Assignment: Set down exactly the lines below between the line holding "question named in" and the line holding "pub struct QuarantineConfig", inclusive; no other line belongs in the answer.

Extracted data entries:

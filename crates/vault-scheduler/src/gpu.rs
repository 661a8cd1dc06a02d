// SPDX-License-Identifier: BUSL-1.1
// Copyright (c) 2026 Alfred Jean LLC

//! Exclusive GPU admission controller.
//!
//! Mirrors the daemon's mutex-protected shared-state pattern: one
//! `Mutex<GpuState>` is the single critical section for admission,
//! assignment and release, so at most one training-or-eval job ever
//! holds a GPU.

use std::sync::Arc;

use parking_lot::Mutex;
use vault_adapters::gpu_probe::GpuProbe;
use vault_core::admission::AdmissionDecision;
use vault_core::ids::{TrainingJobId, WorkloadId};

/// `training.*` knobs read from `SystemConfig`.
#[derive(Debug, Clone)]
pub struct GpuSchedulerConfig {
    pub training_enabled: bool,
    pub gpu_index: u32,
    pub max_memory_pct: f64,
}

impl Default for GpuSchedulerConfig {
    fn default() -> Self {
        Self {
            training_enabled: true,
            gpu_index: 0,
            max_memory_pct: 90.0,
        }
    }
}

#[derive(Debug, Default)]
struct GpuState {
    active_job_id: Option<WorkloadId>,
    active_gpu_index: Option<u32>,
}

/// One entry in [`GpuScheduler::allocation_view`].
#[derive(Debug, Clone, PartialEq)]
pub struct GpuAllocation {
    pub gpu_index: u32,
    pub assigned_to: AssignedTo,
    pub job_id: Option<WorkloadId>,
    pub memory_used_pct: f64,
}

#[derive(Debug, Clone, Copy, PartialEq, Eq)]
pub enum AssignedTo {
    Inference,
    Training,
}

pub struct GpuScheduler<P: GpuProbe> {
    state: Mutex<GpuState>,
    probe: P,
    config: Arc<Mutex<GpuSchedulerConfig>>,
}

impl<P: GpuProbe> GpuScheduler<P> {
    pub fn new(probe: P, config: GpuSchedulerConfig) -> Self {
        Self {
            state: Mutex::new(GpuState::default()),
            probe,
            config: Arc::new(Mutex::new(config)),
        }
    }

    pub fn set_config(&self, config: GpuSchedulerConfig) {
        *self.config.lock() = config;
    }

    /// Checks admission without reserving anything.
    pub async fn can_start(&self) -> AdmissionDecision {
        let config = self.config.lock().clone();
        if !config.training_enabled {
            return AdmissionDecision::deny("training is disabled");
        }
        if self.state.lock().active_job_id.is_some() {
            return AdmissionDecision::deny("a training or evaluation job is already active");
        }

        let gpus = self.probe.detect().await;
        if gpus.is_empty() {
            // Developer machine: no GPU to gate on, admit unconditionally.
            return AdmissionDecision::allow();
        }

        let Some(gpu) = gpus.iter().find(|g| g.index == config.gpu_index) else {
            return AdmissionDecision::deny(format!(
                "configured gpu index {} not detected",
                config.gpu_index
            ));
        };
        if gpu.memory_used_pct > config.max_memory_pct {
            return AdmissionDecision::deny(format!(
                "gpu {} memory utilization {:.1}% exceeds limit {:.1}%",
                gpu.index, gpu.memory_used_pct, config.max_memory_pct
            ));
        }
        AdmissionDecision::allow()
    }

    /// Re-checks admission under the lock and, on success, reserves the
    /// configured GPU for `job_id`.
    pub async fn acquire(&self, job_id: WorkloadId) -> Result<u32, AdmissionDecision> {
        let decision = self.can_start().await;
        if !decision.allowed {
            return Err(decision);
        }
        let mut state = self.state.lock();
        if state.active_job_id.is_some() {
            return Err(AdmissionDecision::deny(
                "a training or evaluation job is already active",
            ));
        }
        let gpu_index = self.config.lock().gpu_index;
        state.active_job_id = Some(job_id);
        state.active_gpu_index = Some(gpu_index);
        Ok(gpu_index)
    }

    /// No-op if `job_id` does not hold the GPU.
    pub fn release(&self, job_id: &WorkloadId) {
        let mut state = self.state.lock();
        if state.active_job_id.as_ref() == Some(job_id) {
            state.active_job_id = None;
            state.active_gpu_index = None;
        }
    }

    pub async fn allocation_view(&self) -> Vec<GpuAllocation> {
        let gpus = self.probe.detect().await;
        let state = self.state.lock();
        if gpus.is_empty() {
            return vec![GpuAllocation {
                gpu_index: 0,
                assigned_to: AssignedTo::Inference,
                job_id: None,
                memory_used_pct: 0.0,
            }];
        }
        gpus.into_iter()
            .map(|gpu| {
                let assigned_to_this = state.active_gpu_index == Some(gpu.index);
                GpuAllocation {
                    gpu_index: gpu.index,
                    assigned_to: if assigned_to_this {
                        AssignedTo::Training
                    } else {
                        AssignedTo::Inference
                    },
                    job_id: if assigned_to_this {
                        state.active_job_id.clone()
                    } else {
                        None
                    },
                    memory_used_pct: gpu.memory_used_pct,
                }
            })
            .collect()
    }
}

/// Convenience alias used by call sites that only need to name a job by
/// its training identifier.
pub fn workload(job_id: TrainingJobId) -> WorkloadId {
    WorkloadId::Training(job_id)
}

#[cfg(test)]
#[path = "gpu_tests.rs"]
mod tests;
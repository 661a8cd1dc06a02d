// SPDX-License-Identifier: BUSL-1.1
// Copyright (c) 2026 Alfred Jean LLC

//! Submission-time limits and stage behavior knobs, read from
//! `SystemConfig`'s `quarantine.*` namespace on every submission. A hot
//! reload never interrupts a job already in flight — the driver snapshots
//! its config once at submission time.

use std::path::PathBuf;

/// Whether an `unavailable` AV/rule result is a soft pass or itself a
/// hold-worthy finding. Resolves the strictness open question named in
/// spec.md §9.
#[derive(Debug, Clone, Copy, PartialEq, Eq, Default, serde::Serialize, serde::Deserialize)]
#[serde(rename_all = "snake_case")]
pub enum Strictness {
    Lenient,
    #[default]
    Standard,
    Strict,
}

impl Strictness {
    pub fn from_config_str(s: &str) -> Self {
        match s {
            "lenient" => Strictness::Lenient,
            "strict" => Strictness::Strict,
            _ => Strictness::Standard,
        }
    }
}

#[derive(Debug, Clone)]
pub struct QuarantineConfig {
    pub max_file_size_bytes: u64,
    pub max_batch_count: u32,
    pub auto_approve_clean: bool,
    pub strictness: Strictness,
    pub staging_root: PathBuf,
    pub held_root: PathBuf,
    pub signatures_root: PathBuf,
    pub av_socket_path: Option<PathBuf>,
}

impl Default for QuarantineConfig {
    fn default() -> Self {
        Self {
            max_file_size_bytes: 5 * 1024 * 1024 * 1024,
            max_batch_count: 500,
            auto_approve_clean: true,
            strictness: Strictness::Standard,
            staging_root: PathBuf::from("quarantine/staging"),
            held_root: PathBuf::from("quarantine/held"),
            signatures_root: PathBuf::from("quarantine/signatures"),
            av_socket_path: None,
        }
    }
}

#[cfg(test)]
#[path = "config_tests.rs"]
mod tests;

Solution:
/// hold-worthy finding. Resolves the strictness open question named in
/// spec.md §9.
#[derive(Debug, Clone, Copy, PartialEq, Eq, Default, serde::Serialize, serde::Deserialize)]
#[serde(rename_all = "snake_case")]
pub enum Strictness {
    Lenient,
    #[default]
    Standard,
    Strict,
}

impl Strictness {
    pub fn from_config_str(s: &str) -> Self {
        match s {
            "lenient" => Strictness::Lenient,
            "strict" => Strictness::Strict,
            _ => Strictness::Standard,
        }
    }
}

#[derive(Debug, Clone)]
pub struct QuarantineConfig {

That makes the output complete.